Metal nanoparticle and sulfonated graphene oxide (SGO) nanocomposites have garnered growing consideration due to their varied range of possible applications in several arenas of materials science. This research study is focused around the utilization of the co-precipitation technique to successfully synthesize a highly efficient photocatalyst based on Fe3O4@SGO nanocomposite.

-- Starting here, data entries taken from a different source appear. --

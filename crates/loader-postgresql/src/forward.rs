//! Forward conversion: GeneratedValue → text-format statement parameter

use bytes::BytesMut;
use loader_core::GeneratedValue;
use postgres_types::{to_sql_checked, Format, IsNull, ToSql, Type};
use std::error::Error;
use std::fmt::Write;

/// A statement parameter sent in PostgreSQL's text format.
///
/// Accepts every parameter type. `None` binds SQL NULL.
#[derive(Debug, Clone, PartialEq)]
pub struct TextParam(pub Option<String>);

impl TextParam {
    /// Render a generated value as PostgreSQL input text.
    pub fn from_value(value: &GeneratedValue) -> Self {
        let text = match value {
            GeneratedValue::Null => return Self(None),
            GeneratedValue::Bool(b) => b.to_string(),
            GeneratedValue::Int64(i) => i.to_string(),
            GeneratedValue::Float64(f) => f.to_string(),
            GeneratedValue::String(s) => s.clone(),
            GeneratedValue::Bytes(b) => bytea_hex(b),
            GeneratedValue::Uuid(u) => u.to_string(),
            GeneratedValue::Date(d) => d.format("%Y-%m-%d").to_string(),
            GeneratedValue::DateTime(dt) => dt.format("%Y-%m-%d %H:%M:%S%.6f+00").to_string(),
        };
        Self(Some(text))
    }
}

/// `bytea` hex input format: `\x` followed by two hex digits per byte.
fn bytea_hex(bytes: &[u8]) -> String {
    let mut out = String::with_capacity(2 + bytes.len() * 2);
    out.push_str("\\x");
    for b in bytes {
        let _ = write!(out, "{b:02x}");
    }
    out
}

impl ToSql for TextParam {
    fn to_sql(&self, _ty: &Type, out: &mut BytesMut) -> Result<IsNull, Box<dyn Error + Sync + Send>> {
        match &self.0 {
            Some(text) => {
                out.extend_from_slice(text.as_bytes());
                Ok(IsNull::No)
            }
            None => Ok(IsNull::Yes),
        }
    }

    fn accepts(_ty: &Type) -> bool {
        true
    }

    fn encode_format(&self, _ty: &Type) -> Format {
        Format::Text
    }

    to_sql_checked!();
}

#[cfg(test)]
mod tests {
    use super::*;
    use chrono::{NaiveDate, TimeZone, Utc};

    fn text(value: GeneratedValue) -> Option<String> {
        TextParam::from_value(&value).0
    }

    #[test]
    fn test_scalars() {
        assert_eq!(text(GeneratedValue::Null), None);
        assert_eq!(text(GeneratedValue::Bool(true)).as_deref(), Some("true"));
        assert_eq!(text(GeneratedValue::Int64(-42)).as_deref(), Some("-42"));
        assert_eq!(text(GeneratedValue::Float64(12.5)).as_deref(), Some("12.5"));
        assert_eq!(
            text(GeneratedValue::String("POINT(1 2)".into())).as_deref(),
            Some("POINT(1 2)")
        );
    }

    #[test]
    fn test_bytes_use_hex_format() {
        assert_eq!(
            text(GeneratedValue::Bytes(vec![0x00, 0xab, 0x10])).as_deref(),
            Some("\\x00ab10")
        );
        assert_eq!(text(GeneratedValue::Bytes(vec![])).as_deref(), Some("\\x"));
    }

    #[test]
    fn test_temporal() {
        let date = NaiveDate::from_ymd_opt(2020, 2, 29).unwrap();
        assert_eq!(text(GeneratedValue::Date(date)).as_deref(), Some("2020-02-29"));

        let dt = Utc.with_ymd_and_hms(2021, 6, 1, 8, 30, 0).unwrap();
        assert_eq!(
            text(GeneratedValue::DateTime(dt)).as_deref(),
            Some("2021-06-01 08:30:00.000000+00")
        );
    }

    #[test]
    fn test_uuid() {
        let u = uuid::Uuid::new_v4();
        assert_eq!(text(GeneratedValue::Uuid(u)), Some(u.to_string()));
    }

    #[test]
    fn test_to_sql_writes_raw_text() {
        let mut buf = BytesMut::new();
        let param = TextParam(Some("123".to_string()));

        let is_null = param.to_sql(&Type::INT4, &mut buf).unwrap();
        assert!(matches!(is_null, IsNull::No));
        assert_eq!(&buf[..], b"123");
        assert!(matches!(param.encode_format(&Type::INT4), Format::Text));
        assert!(<TextParam as ToSql>::accepts(&Type::NUMERIC));
    }

    #[test]
    fn test_null_param() {
        let mut buf = BytesMut::new();
        let is_null = TextParam(None).to_sql(&Type::TEXT, &mut buf).unwrap();
        assert!(matches!(is_null, IsNull::Yes));
        assert!(buf.is_empty());
    }
}
//! Forward conversion: GeneratedValue → mysql_async::Value

use chrono::{Datelike, Timelike};
use loader_core::GeneratedValue;
use mysql_async::Value;

/// Convert a generated value into a MySQL statement parameter.
pub fn to_mysql_value(value: &GeneratedValue) -> Value {
    match value {
        GeneratedValue::Null => Value::NULL,

        // MySQL uses TINYINT(1)
        GeneratedValue::Bool(b) => Value::Int(if *b { 1 } else { 0 }),

        GeneratedValue::Int64(i) => Value::Int(*i),
        GeneratedValue::Float64(f) => Value::Double(*f),
        GeneratedValue::String(s) => Value::Bytes(s.clone().into_bytes()),
        GeneratedValue::Bytes(b) => Value::Bytes(b.clone()),

        // CHAR(36)
        GeneratedValue::Uuid(u) => Value::Bytes(u.to_string().into_bytes()),

        GeneratedValue::Date(d) => {
            Value::Date(d.year() as u16, d.month() as u8, d.day() as u8, 0, 0, 0, 0)
        }

        GeneratedValue::DateTime(dt) => Value::Date(
            dt.year() as u16,
            dt.month() as u8,
            dt.day() as u8,
            dt.hour() as u8,
            dt.minute() as u8,
            dt.second() as u8,
            dt.nanosecond() / 1000, // MySQL uses microseconds
        ),
    }
}
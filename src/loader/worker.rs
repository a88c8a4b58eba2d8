//! A batched loader worker.
//!
//! Each worker owns one session. It pulls rows from the shared channel,
//! executes the prepared insert once per row and commits every `batch_size`
//! rows, then begins a new transaction and prepares again.

use crate::loader::error::{Stage, WorkerError};
use async_channel::Receiver;
use loader_core::{Database, Row, Session, SessionError};
use std::sync::Arc;
use tokio_util::sync::CancellationToken;
use tracing::{debug, error, warn};

/// What a worker achieved before it stopped.
#[derive(Debug, Default)]
pub(crate) struct WorkerOutcome {
    pub rows_committed: u64,
    pub commits: u64,
    pub error: Option<WorkerError>,
}

pub(crate) struct Worker {
    pub id: usize,
    pub database: Arc<dyn Database>,
    pub sql: Arc<str>,
    pub batch_size: usize,
    pub rows: Receiver<Row>,
    pub cancel: CancellationToken,
}

impl Worker {
    pub async fn run(self) -> WorkerOutcome {
        let mut outcome = WorkerOutcome::default();
        let mut session: Option<Box<dyn Session>> = None;

        if let Err(err) = self.load(&mut session, &mut outcome).await {
            if let Some(session) = session.as_mut() {
                if let Err(rollback_err) = session.rollback().await {
                    warn!(worker = self.id, "Rollback after failure also failed: {rollback_err}");
                }
            }
            error!(
                worker = self.id,
                stage = %err.stage,
                "Worker stopped: {}",
                err.source
            );
            outcome.error = Some(err);
        }

        outcome
    }

    async fn load(
        &self,
        slot: &mut Option<Box<dyn Session>>,
        outcome: &mut WorkerOutcome,
    ) -> Result<(), WorkerError> {
        let opened = self
            .database
            .open_session()
            .await
            .map_err(|e| self.fail(Stage::Connect, e))?;
        let session = slot.insert(opened);

        self.start_batch(&mut **session).await?;
        let mut pending = 0usize;

        loop {
            let row = tokio::select! {
                biased;
                _ = self.cancel.cancelled() => {
                    debug!(worker = self.id, "Worker cancelled");
                    break;
                }
                row = self.rows.recv() => match row {
                    Ok(row) => row,
                    // Channel closed and drained
                    Err(_) => break,
                },
            };

            session
                .execute(&row)
                .await
                .map_err(|e| self.fail(Stage::Execute, e))?;
            pending += 1;

            if pending >= self.batch_size {
                self.commit(&mut **session, pending, outcome).await?;
                pending = 0;
                self.start_batch(&mut **session).await?;
            }
        }

        if pending > 0 {
            self.commit(&mut **session, pending, outcome).await?;
        } else {
            session
                .rollback()
                .await
                .map_err(|e| self.fail(Stage::Rollback, e))?;
        }

        debug!(
            worker = self.id,
            rows = outcome.rows_committed,
            commits = outcome.commits,
            "Worker finished"
        );
        Ok(())
    }

    async fn start_batch(&self, session: &mut dyn Session) -> Result<(), WorkerError> {
        session
            .begin()
            .await
            .map_err(|e| self.fail(Stage::Begin, e))?;
        session
            .prepare(&self.sql)
            .await
            .map_err(|e| self.fail(Stage::Prepare, e))
    }

    async fn commit(
        &self,
        session: &mut dyn Session,
        rows: usize,
        outcome: &mut WorkerOutcome,
    ) -> Result<(), WorkerError> {
        session
            .commit()
            .await
            .map_err(|e| self.fail(Stage::Commit, e))?;
        outcome.rows_committed += rows as u64;
        outcome.commits += 1;
        debug!(worker = self.id, rows, "Committed batch");
        Ok(())
    }

    fn fail(&self, stage: Stage, source: SessionError) -> WorkerError {
        WorkerError {
            worker_id: self.id,
            stage,
            source,
        }
    }
}
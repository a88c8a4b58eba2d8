use loader_core::{Database, Dialect, SessionError};
use loader_mysql::MySqlDatabase;
use loader_postgresql::PostgresDatabase;
use std::sync::Arc;

// Connect to the database named by `dsn` and check it answers
pub async fn connect(dialect: Dialect, dsn: &str) -> Result<Arc<dyn Database>, SessionError> {
    let database: Arc<dyn Database> = match dialect {
        Dialect::MySql => Arc::new(MySqlDatabase::connect(dsn).await?),
        Dialect::Postgres => Arc::new(PostgresDatabase::connect(dsn).await?),
    };
    database.ping().await?;
    Ok(database)
}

To characterize the synthesized nanocomposite numerous methods like XRD, TGA, EDX, SEM, TEM as well as FT-IR were employed. The average nanoparticle size of FSGO is approximately 8.2 nm. The bandgap energy of the FSGO nanocomposite was determined to be 2.3 eV in the present study. UV–Vis data revealed that low band gap of the fabricated FSGO nanocomposite enhances photocatalytic dye breakdown efficiency by incorporating metal oxide nanoparticles (NPs) into the high specific surface area of SGO. This integration promotes effective charge transfer amongst the metal oxides as well as organic molecules, thereby improving overall performance. The developed nanocomposite demonstrates special properties including a significantly great stability, high surface area as well as competent recoverability. To assess the photocatalytic abilities of the produced nanocomposite, Rose Bengal (RB) dye was employed as a model water pollutant. The photocatalytic data exhibited a remarkable degradation rate with approximately 95 % degradation achieved within just 90 min. The reaction kinetics observed adhered to a pseudo-first-order model with a rate constant of 0.0326 min⁻1. The nanocomposite demonstrates good MIC (Minimum inhibitory concentration) values against S. aureus at 50 (μg/mL) compared to the reference drugs (Chloramphenicol and Ciprofloxacin). Additionally, the antifungal assay data shows a favourable MIC value at 500 (μg/mL) against C. albicans when compared to the reference drug (Greseofulvin).

Abstract Image

基于磁铁矿的纳米复合材料(Fe3O4@SGO):光催化和生物评估
金属纳米粒子和磺化氧化石墨烯(SGO)纳米复合材料因其在材料科学多个领域的广泛应用而受到越来越多的关注。本研究的重点是利用共沉淀技术成功合成基于 Fe3O4@SGO 纳米复合材料的高效光催化剂。为了表征合成的纳米复合材料,研究人员采用了多种方法,如 XRD、TGA、EDX、SEM、TEM 和 FT-IR。FSGO 的平均纳米颗粒尺寸约为 8.2 纳米。本研究确定 FSGO 纳米复合材料的带隙能为 2.3 eV。紫外可见光数据显示,通过将金属氧化物纳米颗粒(NPs)与高比表面积的 SGO 结合,制备的 FSGO 纳米复合材料的低带隙提高了光催化染料分解效率。这种整合促进了金属氧化物和有机分子之间有效的电荷转移,从而提高了整体性能。所开发的纳米复合材料具有特殊的性能,包括显著的高稳定性、高比表面积和高可回收性。为了评估所制备的纳米复合材料的光催化能力,我们采用了玫瑰红(RB)染料作为模型水污染物。光催化数据显示了显著的降解率,仅在 90 分钟内就实现了约 95% 的降解。观察到的反应动力学符合伪一阶模型,速率常数为 0.0326 min-1。与参考药物(氯霉素和环丙沙星)相比,该纳米复合材料对金黄色葡萄球菌的最小抑菌浓度为 50 (μg/mL) ,具有良好的 MIC 值。此外,抗真菌检测数据显示,与参考药物(格列齐福韦)相比,500(μg/mL)的最低抑菌浓度值对白僵菌有较好的抑制作用。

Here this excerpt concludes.